Scraping Apple News+
I’ve been an Apple News+ subscriber for the past year or so, just to be able to read paywalled articles from WSJ, Business Insider, WIRED, and The Atlantic etc. It’s not my primary news source (I use Feedly via Reeder), but when I encounter links to these sites on socials or via RSS feeds, I open the link with the News.app. A keyboard shortcut for Choosy helps a lot for this.
That ended today when I learned that Apple had struck a deal with Taboola, a company known for serving low-quality ads next to web content. Taboola + Apple News? No thanks – On my Om
The reading experience on News+ is actually pretty terrible because of the number of ads on it even before this deal with Taboola, which would make it even worse. The thing is, I don’t read them on News+. I do extract the plaintext version of the news from News+ to read it later, outside the app.
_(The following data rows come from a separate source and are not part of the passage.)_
//! Mapper output tree

use super::markers::DropLevel;
use crate::value::{Mapping, Value};

/// A node of the tree a mapping function builds
///
/// Carries the out-of-band drop and keep annotations next to plain values.
/// Converted to a [`Value`] by the mapper's cleanup pass.
#[derive(Debug, Clone, PartialEq)]
pub enum Node {
    /// Plain value (may itself be a nested mapping or sequence)
    Value(Value),
    /// Mapping with unique keys in insertion order
    Map(Vec<(String, Node)>),
    /// Sequence
    List(Vec<Node>),
    /// A missing retrieval asking to null an ancestor
    Drop(DropLevel),
    /// A value exempt from empty removal
    Keep(Value),
}

impl Node {
    /// Empty mapping node
    #[inline]
    #[must_use]
    pub fn map() -> Self {
        Node::Map(Vec::new())
    }

    /// Null value node
    #[inline]
    #[must_use]
    pub fn null() -> Self {
        Node::Value(Value::Null)
    }

    /// Keep `value` even when it is empty
    #[inline]
    #[must_use]
    pub fn keep(value: impl Into<Value>) -> Self {
        Node::Keep(value.into())
    }

    /// Mapping node from entries; a repeated key replaces the earlier value in place
    #[must_use]
    pub fn from_entries(entries: impl IntoIterator<Item = (String, Node)>) -> Self {
        let mut node = Node::map();
        for (key, value) in entries {
            node.insert(key, value);
        }
        node
    }

    /// Insert into a mapping node, returning the replaced node
    ///
    /// Inserting into anything else than [`Node::Map`] is a no-op returning `None`.
    pub fn insert(&mut self, key: impl Into<String>, value: impl Into<Node>) -> Option<Node> {
        let Node::Map(entries) = self else {
            return None;
        };
        let key = key.into();
        let value = value.into();
        match entries.iter_mut().find(|(existing, _)| *existing == key) {
            Some((_, slot)) => Some(std::mem::replace(slot, value)),
            None => {
                entries.push((key, value));
                None
            }
        }
    }

    /// Lookup in a mapping node
    #[must_use]
    pub fn get(&self, key: &str) -> Option<&Node> {
        match self {
            Node::Map(entries) => entries
                .iter()
                .find_map(|(existing, value)| (existing == key).then_some(value)),
            _ => None,
        }
    }

    /// Whether this node is a drop marker
    #[inline]
    #[must_use]
    pub fn is_drop(&self) -> bool {
        matches!(self, Node::Drop(_))
    }
}

impl Default for Node {
    fn default() -> Self {
        Node::null()
    }
}

impl From<Value> for Node {
    fn from(value: Value) -> Self {
        Node::Value(value)
    }
}

impl From<Mapping> for Node {
    fn from(map: Mapping) -> Self {
        Node::Value(Value::Object(map))
    }
}

impl From<DropLevel> for Node {
    fn from(level: DropLevel) -> Self {
        Node::Drop(level)
    }
}

impl From<Vec<Node>> for Node {
    fn from(items: Vec<Node>) -> Self {
        Node::List(items)
    }
}

impl<T: Into<Node>> From<Option<T>> for Node {
    fn from(value: Option<T>) -> Self {
        value.map_or_else(Node::null, Into::into)
    }
}

macro_rules! node_from_value {
    ($($ty:ty),* $(,)?) => {
        $(
            impl From<$ty> for Node {
                fn from(value: $ty) -> Self {
                    Node::Value(Value::from(value))
                }
            }
        )*
    };
}

node_from_value!(bool, i32, i64, u32, u64, f64, &str, String);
Let me explain how to automate it.
When you open an article on News app on the Mac, you can get the link for the article via a keyboard shortcut: Cmd-Alt-C
:
And you can extract the full body of the article by simply selecting the body with “Select All,” i.e. Cmd-A
, then Cmd-C
. Fortunately, this won’t include any text from the ads on the page.
The title of the article is already included in the body when you select all, but alternatively, it is available via the URL we retrieved from the Copy Link
above. That URL contains a redirect page to open the News app on the Mac, but that page has a <title>
tag for the article itself.
Given all that, you can write a script to run on a Mac to get:
- Link (via
Copy Link
) - Title (via HTML of the link above)
- Plaintext Content without ads (via Select All, then copy)
#!/bin/bash
# select text, then Cmd-C
# brew install cliclick
cliclick dc:.
sleep 0.2
osascript -e 'tell application "System Events" to keystroke "a" using command down'
osascript -e 'tell application "System Events" to keystroke "c" using command down'
body=$(pbpaste)
# send Cmd-alt-C to copy the URL
osascript -e 'tell application "System Events" to keystroke "c" using (command down, option down)'
url=$(pbpaste)
# get the $url to look for <title> to get the title
# brew install html-xml-utils
title=$(curl -s $url | hxselect -c title)
# do something with $body, $title and $url
The script uses cliclick to force a double click, to make sure Cmd-A
can actually grab the text from the article. For some reason, Cmd-A
doesn’t actually select it until you click the article page to get the focus.
I added this script to Alfred so that I can run it with a keyboard shortcut (Shift-Alt-E
), and hooked it up with BetterTouchTool so that I can tap on 4-finger to invoke it on the News app.
Once you get the link, title and body of an article, you can do whatever you want with it. In my case, I have another script to save it to Instapaper via API, and read them later.